The emotional/social/intellectual support I think depends on the family and that's where the mutual expectations come in. Openness for friendship and affection is where problems can start creeping in because it blurs the lines. IMO one always needs to be prepared to pull back from that affectionate relationship with an au pair and evaluate objectively. Clearly no-one wants to work with someone who treats you like a robot - no-one does - so employers need to think about their management style. Many of the threads on here about managing nannies apply to managing au pairs but people don't realise it...

I honestly wonder how many of these really unhappy au pairs had contracts (and understood what they were signing) and made any attempt to discuss what was happening with the family.

HarrietTheSpook · 19/10/2010 19:23

I agree with pts raised by Frakk. I personally think the 'business like' arrangements -provided this means the family is complying with a contract and adhering to the other requirements of UK employment law - are much better for the AP than a nebulous, fluid arrangement where they're supposed to be 'part of the family.' As I said before - what on earth does this mean in practice? This is no gaurantee that this kind of relationship won't be exploitative either. A family who wants the AP around all the time may also be expecting her to PITCH IN all the time - which is another word for WORK.

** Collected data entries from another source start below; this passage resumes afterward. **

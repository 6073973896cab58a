//! Error types for the Logos scheduling core
//!
//! This module provides structured error types using `thiserror` for
//! type-safe error handling across the library.
//!
//! # Error Hierarchy
//!
//! ```text
//! SchedulingError (returned by schedulers)
//! ├── NoCapacity       - nothing reservable and queuing failed or was not attempted
//! ├── QueueTimeout     - the wait exceeded the request's timeout
//! ├── UnknownRequest   - release of a request that is not in flight
//! └── Sdi(SdiError)    - facade failures
//!     ├── UnregisteredDeployment
//!     ├── UnknownRequest / DuplicateRequest
//!     ├── CapacityExhausted
//!     ├── ProviderPoll     - absorbed by the local facade, surfaced by pollers
//!     └── Misconfiguration - raised at registration time
//! QueueError
//! └── QueueFull
//! ```
//!
//! Application code should use `anyhow` with context:
//!
//! ```rust,ignore
//! use anyhow::Context;
//!
//! registry.register_deployment(metadata)
//!     .await
//!     .context("Failed to register deployment")?;
//! ```

use std::time::Duration;

use thiserror::Error;

use crate::types::{DeploymentId, RequestId};

/// Errors raised by the scheduling data interface facades
#[derive(Error, Debug, Clone, PartialEq)]
pub enum SdiError {
    /// A facade method was called for a model that was never registered
    #[error("Model {model_id} is not registered with provider '{provider}'")]
    UnregisteredDeployment { model_id: u64, provider: String },

    /// A lifecycle method was called with a request id that is not tracked
    #[error("Request {0} is not tracked")]
    UnknownRequest(RequestId),

    /// A lifecycle record already exists for this request id
    #[error("Request {0} is already tracked")]
    DuplicateRequest(RequestId),

    /// Incrementing the active counter would exceed the parallel capacity
    #[error("Model {model_id} is at its parallel capacity of {limit}")]
    CapacityExhausted { model_id: u64, limit: usize },

    /// Polling the local provider failed
    #[error("Polling provider '{provider}' failed: {message}")]
    ProviderPoll { provider: String, message: String },

    /// Required registration fields are missing or invalid
    #[error("Misconfiguration: {0}")]
    Misconfiguration(String),
}

impl SdiError {
    /// Create an unregistered deployment error
    pub fn unregistered(model_id: u64, provider: impl Into<String>) -> Self {
        Self::UnregisteredDeployment { model_id, provider: provider.into() }
    }

    /// Create a provider poll failure
    pub fn poll(provider: impl Into<String>, message: impl Into<String>) -> Self {
        Self::ProviderPoll { provider: provider.into(), message: message.into() }
    }

    /// Create a misconfiguration error
    pub fn misconfigured(message: impl Into<String>) -> Self {
        Self::Misconfiguration(message.into())
    }
}

/// Errors raised by the queue manager
#[derive(Error, Debug, Clone, PartialEq)]
pub enum QueueError {
    #[error("Queue for {deployment} is full (max: {max})")]
    QueueFull { deployment: DeploymentId, max: usize },
}

/// Errors returned by schedulers
#[derive(Error, Debug, Clone, PartialEq)]
pub enum SchedulingError {
    /// No candidate could be reserved and queuing failed or was not attempted
    #[error("No capacity for request {request_id}: {reason}")]
    NoCapacity { request_id: RequestId, reason: String },

    /// The queue wait exceeded the request's timeout
    #[error("Request {request_id} timed out after {waited:?} in queue")]
    QueueTimeout { request_id: RequestId, waited: Duration },

    /// Release was called for a request that is not in flight
    #[error("Request {0} is not in flight")]
    UnknownRequest(RequestId),

    #[error(transparent)]
    Sdi(#[from] SdiError),
}

impl SchedulingError {
    /// Create a no-capacity error
    pub fn no_capacity(request_id: &RequestId, reason: impl Into<String>) -> Self {
        Self::NoCapacity { request_id: request_id.clone(), reason: reason.into() }
    }

    /// Whether the caller may retry the same request later
    pub fn is_retryable(&self) -> bool {
        matches!(self, Self::QueueTimeout { .. } | Self::NoCapacity { .. })
    }
}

There obviously has to be some sort of cultural compoent - my reading of the legislation as to when employees who live in are not governed by minimum wage rules is that they aren't if they are sharing in family life. I suspect an AP who works 40-50 hours a week and NEVER or very infrequently does anything with the family would, if she took it to a tribunal, be found to actually be a nanny and the family falling afoul of the rules. I suspect that an arrangement where the AP works the part time hours that are usual for an AP for the going rate of 'pocket money', has meals with the family regularly, is paid for when she goes out with them and does go out with them from time to time, etc etc. would probably be found to comply with the legislation. This is just my supposition - don't know if anyone has tested it! Or knows more about the law in this area.